Barnes' path back towards the national side began last winter, at about the same time as Venables began plotting England's future. It was continued during the summer when long evenings watching the World Cup were broken up by seemingly interminable runs on the Heswall hills of The Wirral.

'Last February I made my mind up that I would attempt to lose weight and get fit during the summer,' he said. 'I had intended to do so the previous summer but had an operation and, once I recovered, had gone straight back into the team. They were struggling and I wanted to play, but two games a week did not leave any time to put in five or six weeks' hard running.

'The first time I did it this summer I stopped half-way. It was hard work but I gradually went further and further. I did about three or four miles each night and after a week or so, when I started to feel less and less tired, I knew it was having an effect.

'The first eight pounds came off quickly, the next four or five took its time. I was more concerned about not putting it back on - I've stayed out of McDonalds and Kentucky Fried Chicken.

'No one at Liverpool knew I was doing it and they were surprised when I came back, but I could not gauge my progress until the third week of pre-season when everyone had had the chance to catch up. Then I knew I had got somewhere. I am fitter than I have been for three years and I can get fitter. We have only played three games.'

Liverpool have won all three with Barnes, playing a deeper midfield role, holding the centre with Jan Molby, being a strong influence. It is a position he has played before, but as a promising youngster at Watford many years ago. Since then, he has gained 73 international caps, a stack of domestic honours - and a collection of surgical scars. He has gone from being England's most rated to most reviled player.

The glorious goal in the Maracana against Brazil in his 10th international a decade ago was first his hallmark, then his millstone as he consistently failed to either repeat it or even carry his Liverpool form into the international arena. Once, during a televised Liverpool / Arsenal game, Barnes curled a free-kick into the far corner. 'How can you stop him doing that?' proclaimed the commentator, Brian Moore. 'Put an England shirt on his back,' came the bar-room reply.

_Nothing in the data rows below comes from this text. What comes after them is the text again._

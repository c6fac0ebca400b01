//! Network resources listed to compute usage when the network service has no
//! native quota-detail report.

use serde::{Deserialize, Serialize};

/// A generic network resource (network, subnet, port, router, floating IP).
#[derive(Debug, Clone, PartialEq, Eq, Serialize, Deserialize)]
pub struct NetworkResource {
    /// Resource ID.
    pub id: String,
    /// Display name, when the resource type has one.
    #[serde(default)]
    pub name: Option<String>,
    /// Owning tenant.
    #[serde(default, alias = "project_id")]
    pub tenant_id: Option<String>,
}

/// A security group with its rules.
#[derive(Debug, Clone, PartialEq, Eq, Serialize, Deserialize)]
pub struct SecurityGroup {
    /// Group ID.
    pub id: String,
    /// Group name.
    #[serde(default)]
    pub name: Option<String>,
    /// Rules belonging to the group.
    #[serde(default)]
    pub security_group_rules: Vec<SecurityGroupRule>,
}

/// A single security group rule.
#[derive(Debug, Clone, PartialEq, Eq, Serialize, Deserialize)]
pub struct SecurityGroupRule {
    /// Rule ID.
    pub id: String,
}
// Lint configuration for this crate
#![warn(missing_docs)]
#![warn(clippy::all)]
#![warn(clippy::pedantic)]
#![allow(clippy::module_name_repetitions)]
#![allow(clippy::must_use_candidate)]

//! # `StackQuota` Fetch
//!
//! Quota aggregation and the HTTP plumbing underneath it.
//!
//! ## Aggregation
//!
//! - [`aggregator::QuotaAggregator`] - Combines compute, block storage, and
//!   network into one per-tenant quota view
//! - [`settings::QuotaSettings`] - Deployment feature switches
//! - [`reporter`] - Where recoverable backend failures go
//!
//! ## Transport
//!
//! - [`http::HttpClient`] - `reqwest` wrapper with token auth and retries
//! - [`session::Session`] - Keystone v3 token and service catalog
//! - [`retry::RetryStrategy`] - Backoff policy
//!
//! ## Example
//!
//! ```ignore
//! use stackquota_fetch::QuotaAggregator;
//!
//! let aggregator = QuotaAggregator::new(catalog, nova, cinder, neutron);
//! let usages = aggregator
//!     .get_tenant_quota_usages(&tenant_id, Some(&["instances", "cores"]))
//!     .await?;
//! ```

pub mod aggregator;
pub mod error;
pub mod http;
pub mod reporter;
pub mod retry;
pub mod session;
pub mod settings;

// Aggregation
pub use aggregator::{
    COMPUTE_LIMITS_MESSAGE, COMPUTE_QUOTAS_MESSAGE, NETWORK_QUOTAS_MESSAGE, QuotaAggregator,
    VOLUME_LIMITS_MESSAGE,
};
pub use reporter::{CollectingReporter, ReportedError, TracingReporter};
pub use settings::{NeutronSettings, QuotaSettings};

// Errors
pub use error::FetchError;

// Transport
pub use http::HttpClient;
pub use retry::RetryStrategy;
pub use session::{CatalogEndpoint, CatalogEntry, Credentials, EndpointFilter, Interface, Session};
//! Nova response parsing.

use serde::Deserialize;
use stackquota_core::{AbsoluteLimits, QuotaSet, ServiceKind};

use crate::endpoint::quota_set_from;
use crate::error::ServiceError;

#[derive(Debug, Deserialize)]
struct LimitsResponse {
    limits: LimitsBody,
}

#[derive(Debug, Deserialize)]
struct LimitsBody {
    #[serde(default)]
    absolute: AbsoluteLimits,
}

/// Parses a `GET /limits` body.
pub fn parse_limits(body: serde_json::Value) -> Result<AbsoluteLimits, ServiceError> {
    let parsed: LimitsResponse = serde_json::from_value(body)
        .map_err(|e| ServiceError::parse(ServiceKind::Compute, e.to_string()))?;
    Ok(parsed.limits.absolute)
}

/// Parses a `GET /os-quota-sets/..` body.
pub fn parse_quota_set(body: &serde_json::Value) -> Result<QuotaSet, ServiceError> {
    quota_set_from(ServiceKind::Compute, body, "quota_set")
}

#[cfg(test)]
mod tests {
    use super::*;
    use serde_json::json;
    use stackquota_core::Limit;

    #[test]
    fn test_parse_limits() {
        let body = json!({
            "limits": {
                "rate": [],
                "absolute": {
                    "maxTotalInstances": 10,
                    "totalInstancesUsed": 2,
                    "maxTotalRAMSize": 51200,
                    "totalRAMUsed": 1024,
                    "maxImageMeta": 128,
                    "maxSecurityGroups": null
                }
            }
        });

        let limits = parse_limits(body).unwrap();
        assert_eq!(limits.limit("maxTotalInstances"), Some(Limit::Limited(10)));
        assert_eq!(limits.used("totalRAMUsed"), Some(1024));
        assert_eq!(limits.get("maxSecurityGroups"), None);
    }

    #[test]
    fn test_parse_limits_rejects_other_documents() {
        let result = parse_limits(json!({"quota_set": {}}));
        assert!(matches!(result, Err(ServiceError::Parse { .. })));
    }

    #[test]
    fn test_parse_quota_set() {
        let body = json!({
            "quota_set": {
                "id": "p-123",
                "cores": 20,
                "instances": 10,
                "ram": -1,
                "key_pairs": 100
            }
        });

        let quotas = parse_quota_set(&body).unwrap();
        assert_eq!(quotas.len(), 4);
        assert_eq!(quotas.get("ram"), Some(Limit::Unlimited));
        assert!(!quotas.contains("id"));
    }
}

Two seasons ago, with back page predictions of a big-money move to Italy long forgotten, came the nadir when he was booed at Wembley as England toiled against San Marino. One tabloid greeted Barnes' return this week by paraphrasing Venables' backing of him with: 'Nobody likes him - I don't care.'

So is he nervous about playing at Wembley again? 'I am not apprehensive, I feel very positive about it. All I can do is my best and hope it comes off. I am still fairly young (he is 30) and I think I can still play at this level - I could have got a 'hamstring' injury if I did not.'

And then, in an echo of the West Indies cricketer Viv Richards' oft-asserted belief that 'form is temporary, class is permanent', Barnes added: 'You never lose the ability. The knowledge of how I played three years ago is what kept me going over those hills, that and seeing the great players of the World Cup.'

So the confidence is back - Barnes added that his only surprise about his recall is the speed of it - and so is the enjoyment. 'My frustrations (he has made 65 appearances in three years) are in the past. It is an exciting time to be in the Premier League and I want to be involved in it.'

Newcastle's Barry Venison, a former Liverpool team-mate and fresh recruit to the England squad, added: 'I don't think Barnesy's creativity has ever been in doubt. He does not push the ball past the full-back and go as often as he used to, but he has not lost his touch or vision. He is doing very well this season and has been a major part of Liverpool's success.

'Nobody likes criticism and he has handled the adverse publicity with dignity. He is a rare talent who has had a few problems - mainly injuries - but there has probably been a confidence factor. Now he is on top of his game, looking fit and enjoying it.'

That he clearly is and, as Venison said: 'It will be very nice if he can bring his Liverpool form into the national team.' We have heard that before, but we are unlikely to hear it again. This time Barnes either performs or it really will be the end, which would be a shame for the man and a loss for the team. England expects.